§ **Saved data entries**
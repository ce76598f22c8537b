//! Durable slots holding the device store as one JSON document.
//!
//! A [`KeyValueSlot`] stores a single string.  The store never edits it in
//! place: every flush replaces the whole document.  A document the store
//! could not make sense of is copied aside with [`KeyValueSlot::back_up`]
//! before it is replaced.
//!
//! - [`FileSlot`] writes to a temporary file and renames it over the target,
//!   so a crash mid-write leaves the previous document intact.
//! - [`MemorySlot`] keeps the document in memory, for tests and throwaway
//!   sessions.

use std::io;
use std::path::{Path, PathBuf};
use std::sync::{Arc, Mutex, PoisonError};

use thiserror::Error;

/// Error type for slot and store persistence.
#[derive(Debug, Error)]
pub enum StorageError {
    #[error("I/O error on {path}: {source}")]
    Io {
        path: PathBuf,
        #[source]
        source: io::Error,
    },

    #[error("malformed device store: {0}")]
    Json(#[from] serde_json::Error),

    /// The slot cannot be used at all (e.g. a backend that is offline).
    #[error("storage unavailable: {0}")]
    Unavailable(String),

    /// The stored record for this device could not be decoded, so it is
    /// left as it is rather than overwritten.
    #[error("stored record for {0} could not be decoded")]
    UndecodableRecord(String),
}

/// A single durable string value.
#[cfg_attr(test, mockall::automock)]
pub trait KeyValueSlot: Send + Sync {
    /// Returns the stored document, or `None` if nothing was ever written.
    fn read(&self) -> Result<Option<String>, StorageError>;

    /// Replaces the stored document.
    fn write(&self, contents: &str) -> Result<(), StorageError>;

    /// Keeps a copy of `contents` next to the document, replacing any
    /// earlier copy.
    fn back_up(&self, contents: &str) -> Result<(), StorageError>;
}

// ── FileSlot ──────────────────────────────────────────────────────────────────

/// A slot backed by one file.
#[derive(Debug, Clone)]
pub struct FileSlot {
    path: PathBuf,
}

impl FileSlot {
    pub fn new(path: impl Into<PathBuf>) -> Self {
        Self { path: path.into() }
    }

    pub fn path(&self) -> &Path {
        &self.path
    }

    fn tmp_path(&self) -> PathBuf {
        self.sibling(".tmp")
    }

    /// Where [`back_up`](KeyValueSlot::back_up) puts its copy.
    pub fn backup_path(&self) -> PathBuf {
        self.sibling(".bak")
    }

    fn sibling(&self, suffix: &str) -> PathBuf {
        let mut name = self.path.as_os_str().to_owned();
        name.push(suffix);
        PathBuf::from(name)
    }

    fn io_error(path: &Path, source: io::Error) -> StorageError {
        StorageError::Io {
            path: path.to_path_buf(),
            source,
        }
    }
}

impl KeyValueSlot for FileSlot {
    fn read(&self) -> Result<Option<String>, StorageError> {
        match std::fs::read_to_string(&self.path) {
            Ok(contents) => Ok(Some(contents)),
            Err(e) if e.kind() == io::ErrorKind::NotFound => Ok(None),
            Err(e) => Err(Self::io_error(&self.path, e)),
        }
    }

    fn write(&self, contents: &str) -> Result<(), StorageError> {
        if let Some(dir) = self.path.parent().filter(|d| !d.as_os_str().is_empty()) {
            std::fs::create_dir_all(dir).map_err(|e| Self::io_error(dir, e))?;
        }
        let tmp = self.tmp_path();
        std::fs::write(&tmp, contents).map_err(|e| Self::io_error(&tmp, e))?;
        std::fs::rename(&tmp, &self.path).map_err(|e| Self::io_error(&self.path, e))
    }

    fn back_up(&self, contents: &str) -> Result<(), StorageError> {
        let backup = self.backup_path();
        std::fs::write(&backup, contents).map_err(|e| Self::io_error(&backup, e))
    }
}

// ── MemorySlot ────────────────────────────────────────────────────────────────

/// A slot held in memory.  Clones share the same document.
#[derive(Debug, Clone, Default)]
pub struct MemorySlot {
    contents: Arc<Mutex<Option<String>>>,
    backup: Arc<Mutex<Option<String>>>,
}

impl MemorySlot {
    pub fn new() -> Self {
        Self::default()
    }

    /// A slot that already holds `contents`.
    pub fn with_contents(contents: impl Into<String>) -> Self {
        Self {
            contents: Arc::new(Mutex::new(Some(contents.into()))),
            backup: Arc::default(),
        }
    }

    /// The current document, if any.
    pub fn contents(&self) -> Option<String> {
        self.contents
            .lock()
            .unwrap_or_else(PoisonError::into_inner)
            .clone()
    }

    /// The last copy made by `back_up`, if any.
    pub fn backup(&self) -> Option<String> {
        self.backup.lock().unwrap_or_else(PoisonError::into_inner).clone()
    }
}

impl KeyValueSlot for MemorySlot {
    fn read(&self) -> Result<Option<String>, StorageError> {
        Ok(self.contents())
    }

    fn write(&self, contents: &str) -> Result<(), StorageError> {
        *self.contents.lock().unwrap_or_else(PoisonError::into_inner) = Some(contents.to_string());
        Ok(())
    }

    fn back_up(&self, contents: &str) -> Result<(), StorageError> {
        *self.backup.lock().unwrap_or_else(PoisonError::into_inner) = Some(contents.to_string());
        Ok(())
    }
}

§ **Work instructions**
Give the entries again exactly as they stand.

§ **Reply to the task**
repository ce76598f22c8537b
//! Durable slots holding the device store as one JSON document.
//!
//! A [`KeyValueSlot`] stores a single string.  The store never edits it in
//! place: every flush replaces the whole document.  A document the store
//! could not make sense of is copied aside with [`KeyValueSlot::back_up`]
//! before it is replaced.
//!
//! - [`FileSlot`] writes to a temporary file and renames it over the target,
//!   so a crash mid-write leaves the previous document intact.
//! - [`MemorySlot`] keeps the document in memory, for tests and throwaway
//!   sessions.

use std::io;
use std::path::{Path, PathBuf};
use std::sync::{Arc, Mutex, PoisonError};

use thiserror::Error;

/// Error type for slot and store persistence.
#[derive(Debug, Error)]
pub enum StorageError {
    #[error("I/O error on {path}: {source}")]
    Io {
        path: PathBuf,
        #[source]
        source: io::Error,
    },

    #[error("malformed device store: {0}")]
    Json(#[from] serde_json::Error),

    /// The slot cannot be used at all (e.g. a backend that is offline).
    #[error("storage unavailable: {0}")]
    Unavailable(String),

    /// The stored record for this device could not be decoded, so it is
    /// left as it is rather than overwritten.
    #[error("stored record for {0} could not be decoded")]
    UndecodableRecord(String),
}

/// A single durable string value.
#[cfg_attr(test, mockall::automock)]
pub trait KeyValueSlot: Send + Sync {
    /// Returns the stored document, or `None` if nothing was ever written.
    fn read(&self) -> Result<Option<String>, StorageError>;

    /// Replaces the stored document.
    fn write(&self, contents: &str) -> Result<(), StorageError>;

    /// Keeps a copy of `contents` next to the document, replacing any
    /// earlier copy.
    fn back_up(&self, contents: &str) -> Result<(), StorageError>;
}

// ── FileSlot ──────────────────────────────────────────────────────────────────

/// A slot backed by one file.
#[derive(Debug, Clone)]
pub struct FileSlot {
    path: PathBuf,
}

impl FileSlot {
    pub fn new(path: impl Into<PathBuf>) -> Self {
        Self { path: path.into() }
    }

    pub fn path(&self) -> &Path {
        &self.path
    }

    fn tmp_path(&self) -> PathBuf {
        self.sibling(".tmp")
    }

    /// Where [`back_up`](KeyValueSlot::back_up) puts its copy.
    pub fn backup_path(&self) -> PathBuf {
        self.sibling(".bak")
    }

    fn sibling(&self, suffix: &str) -> PathBuf {
        let mut name = self.path.as_os_str().to_owned();
        name.push(suffix);
        PathBuf::from(name)
    }

    fn io_error(path: &Path, source: io::Error) -> StorageError {
        StorageError::Io {
            path: path.to_path_buf(),
            source,
        }
    }
}

impl KeyValueSlot for FileSlot {
    fn read(&self) -> Result<Option<String>, StorageError> {
        match std::fs::read_to_string(&self.path) {
            Ok(contents) => Ok(Some(contents)),
            Err(e) if e.kind() == io::ErrorKind::NotFound => Ok(None),
            Err(e) => Err(Self::io_error(&self.path, e)),
        }
    }

    fn write(&self, contents: &str) -> Result<(), StorageError> {
        if let Some(dir) = self.path.parent().filter(|d| !d.as_os_str().is_empty()) {
            std::fs::create_dir_all(dir).map_err(|e| Self::io_error(dir, e))?;
        }
        let tmp = self.tmp_path();
        std::fs::write(&tmp, contents).map_err(|e| Self::io_error(&tmp, e))?;
        std::fs::rename(&tmp, &self.path).map_err(|e| Self::io_error(&self.path, e))
    }

    fn back_up(&self, contents: &str) -> Result<(), StorageError> {
        let backup = self.backup_path();
        std::fs::write(&backup, contents).map_err(|e| Self::io_error(&backup, e))
    }
}

// ── MemorySlot ────────────────────────────────────────────────────────────────

/// A slot held in memory.  Clones share the same document.
#[derive(Debug, Clone, Default)]
pub struct MemorySlot {
    contents: Arc<Mutex<Option<String>>>,
    backup: Arc<Mutex<Option<String>>>,
}

impl MemorySlot {
    pub fn new() -> Self {
        Self::default()
    }

    /// A slot that already holds `contents`.
    pub fn with_contents(contents: impl Into<String>) -> Self {
        Self {
            contents: Arc::new(Mutex::new(Some(contents.into()))),
            backup: Arc::default(),
        }
    }

    /// The current document, if any.
    pub fn contents(&self) -> Option<String> {
        self.contents
            .lock()
            .unwrap_or_else(PoisonError::into_inner)
            .clone()
    }

    /// The last copy made by `back_up`, if any.
    pub fn backup(&self) -> Option<String> {
        self.backup.lock().unwrap_or_else(PoisonError::into_inner).clone()
    }
}

impl KeyValueSlot for MemorySlot {
    fn read(&self) -> Result<Option<String>, StorageError> {
        Ok(self.contents())
    }

    fn write(&self, contents: &str) -> Result<(), StorageError> {
        *self.contents.lock().unwrap_or_else(PoisonError::into_inner) = Some(contents.to_string());
        Ok(())
    }

    fn back_up(&self, contents: &str) -> Result<(), StorageError> {
        *self.backup.lock().unwrap_or_else(PoisonError::into_inner) = Some(contents.to_string());
        Ok(())
    }
}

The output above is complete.